IBI's "low-range" scenario assumes 4 million U.S. cases in total, including 1.5 million workers, while its "high-range" scenario assumes 15 million such cases, including 5.6 million workers. The current number of U.S. cases is fewer than 670,000 as of April 17, according to the Johns Hopkins University School of Medicine.
Much of the final cost from the pandemic may come from testing and treatment alone, according to a March analysis of self-funded employers by Willis Towers Watson. The most severe scenario projected by the firm, in which 50% of the U.S. population is infected with COVID-19, could result in employer healthcare cost increases of between 5% and 7%. Willis Towers Watson also estimated that costs per infected person could average $250 for mild cases and close to $100,000 for the most severe cases, including those that necessitate intensive care.
Access to paid leave has become one of the biggest conversations in HR during the pandemic. The federal government acted to expand paid leave access via the Families First Coronavirus Response Act, which amended the Family and Medical Leave Act and mandated paid sick time for certain scenarios related to the pandemic. As far as the private sector is concerned, however, the law applies only to small businesses with fewer than 500 employees, a number of which may be exempt from the requirements.

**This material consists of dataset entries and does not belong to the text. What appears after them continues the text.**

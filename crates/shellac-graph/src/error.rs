//! Error types for shader-graph construction and lowering.

use shellac_doc::ValueTypeError;
use thiserror::Error;

/// Errors raised while building, optimizing, or finalizing a shader graph.
///
/// All failures are terminal for the current call: no partial graph is
/// returned.
#[derive(Debug, Error)]
pub enum GraphError {
    /// No implementation is registered for a nodedef under the generator's
    /// target and language.
    #[error("no implementation found for nodedef '{nodedef}' matching target '{target}' and language '{language}'")]
    ImplementationNotFound {
        nodedef: String,
        target: String,
        language: String,
    },

    /// A referenced node definition is absent from the document.
    #[error("could not find a nodedef named '{0}'")]
    NodeDefNotFound(String),

    /// A connection targets an input name the node does not declare.
    #[error("could not find an input named '{input}' on node '{node}'")]
    InputNotFound { input: String, node: String },

    /// A published interface name matches no input socket.
    #[error("interface name '{interface}' doesn't match an input socket on graph '{graph}'")]
    InterfaceNameMismatch { interface: String, graph: String },

    /// A second port with an existing name was added to a node.
    #[error("a port named '{port}' already exists on node '{node}'")]
    DuplicatePortName { port: String, node: String },

    /// A positional port index is out of range.
    #[error("port index {port} is out of range on node '{node}'")]
    PortNotFound { port: usize, node: String },

    /// The graph is not acyclic.
    #[error("encountered a cycle in graph at node '{node}'")]
    Cycle { node: String },

    /// A builder entry point was handed an element it cannot expand.
    #[error("cannot build a shader graph from element '{element}': {kind}")]
    UnsupportedRoot { element: String, kind: &'static str },

    /// A document type name has no interned descriptor.
    #[error("unknown type '{0}'")]
    UnknownType(String),

    /// A literal was read as the wrong dynamic type.
    #[error(transparent)]
    Value(#[from] ValueTypeError),
}
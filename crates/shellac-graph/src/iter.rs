//! Lazy upstream edge traversal with cycle detection.

use crate::error::GraphError;
use crate::graph::ShaderGraph;
use crate::port::{InputId, OutputId};
use std::collections::HashSet;

/// One upstream edge: `upstream` drives `downstream`.
#[derive(Debug, Clone, Copy, PartialEq, Eq)]
pub struct UpstreamEdge {
    pub upstream: OutputId,
    pub downstream: InputId,
}

/// Depth-first upstream walk from a starting output.
///
/// Yields every edge reachable from the start without crossing the graph
/// boundary; connections to sockets terminate a branch. When the walk
/// revisits an output already on the current path it yields
/// [`GraphError::Cycle`] and ends. The iterator is single-pass; create a
/// fresh one per traversal.
pub struct UpstreamEdges<'a> {
    graph: &'a ShaderGraph,
    stack: Vec<(OutputId, usize)>,
    path: HashSet<OutputId>,
    current: Option<OutputId>,
    failed: bool,
}

impl<'a> UpstreamEdges<'a> {
    pub(crate) fn new(graph: &'a ShaderGraph, from: OutputId) -> Self {
        let mut path = HashSet::new();
        path.insert(from);
        Self {
            graph,
            stack: Vec::new(),
            path,
            current: Some(from),
            failed: false,
        }
    }

    /// Follows `node.input[index]` if it leads to an interior output not
    /// already on the path.
    fn enter(&mut self, from: OutputId, index: usize) -> Result<Option<UpstreamEdge>, GraphError> {
        let downstream = InputId {
            node: from.node,
            index,
        };
        let Some(upstream) = self.graph.input(downstream).upstream() else {
            return Ok(None);
        };
        // Socket connections end the walk at the graph boundary.
        if upstream.node.is_graph() {
            return Ok(None);
        }
        if !self.path.insert(upstream) {
            return Err(GraphError::Cycle {
                node: self.graph.node(upstream.node).name().to_string(),
            });
        }
        self.current = Some(upstream);
        Ok(Some(UpstreamEdge {
            upstream,
            downstream,
        }))
    }
}

impl Iterator for UpstreamEdges<'_> {
    type Item = Result<UpstreamEdge, GraphError>;

    fn next(&mut self) -> Option<Self::Item> {
        if self.failed {
            return None;
        }

        // Descend below the output yielded last.
        if let Some(current) = self.current.take() {
            if self.graph.node(current.node).num_inputs() > 0 {
                self.stack.push((current, 0));
                match self.enter(current, 0) {
                    Ok(Some(edge)) => return Some(Ok(edge)),
                    Ok(None) => {}
                    Err(err) => {
                        self.failed = true;
                        return Some(Err(err));
                    }
                }
            } else {
                self.path.remove(&current);
            }
        }

        // Backtrack, advancing to sibling inputs.
        loop {
            let (frame, index) = match self.stack.last() {
                Some(&top) => top,
                None => return None,
            };
            let num_inputs = self.graph.node(frame.node).num_inputs();
            if index + 1 < num_inputs {
                let next = index + 1;
                if let Some(top) = self.stack.last_mut() {
                    top.1 = next;
                }
                match self.enter(frame, next) {
                    Ok(Some(edge)) => return Some(Ok(edge)),
                    Ok(None) => continue,
                    Err(err) => {
                        self.failed = true;
                        return Some(Err(err));
                    }
                }
            } else {
                self.path.remove(&frame);
                self.stack.pop();
            }
        }
    }
}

Other forms of accrued paid and unpaid leave may assist employees, but these may not be enough for those who contract COVID-19. "Even if employees have some sick days to fall back on, on top of everything else, they're going to lose about $2,000 in earnings if they contract coronavirus," Brian Gifford, director, research and analytics at IBI, said in the statement. "That's not only going to impact the US workforce, but also consumer spending when businesses try to restart after the pandemic."
Employers are exploring a number of avenues that can cut down on cost, and telehealth may be a natural consideration. Workers can use telehealth benefits to both determine whether they need to be tested for COVID-19 as well as help with some health concerns that aren't related to the pandemic, sources previously told HR Dive.
Certain regulatory requirements for benefits administration have been postponed in light of the pandemic. For example, the IRS has postponed the due date for employers required to file the Form 5500 Series for their employee benefit plans between April 1, 2020, and before July 15, 2020, according to attorneys with Jackson Lewis. Employers with original or extended due dates falling within that period now have until July 15, 2020, to make those filings, the attorneys said.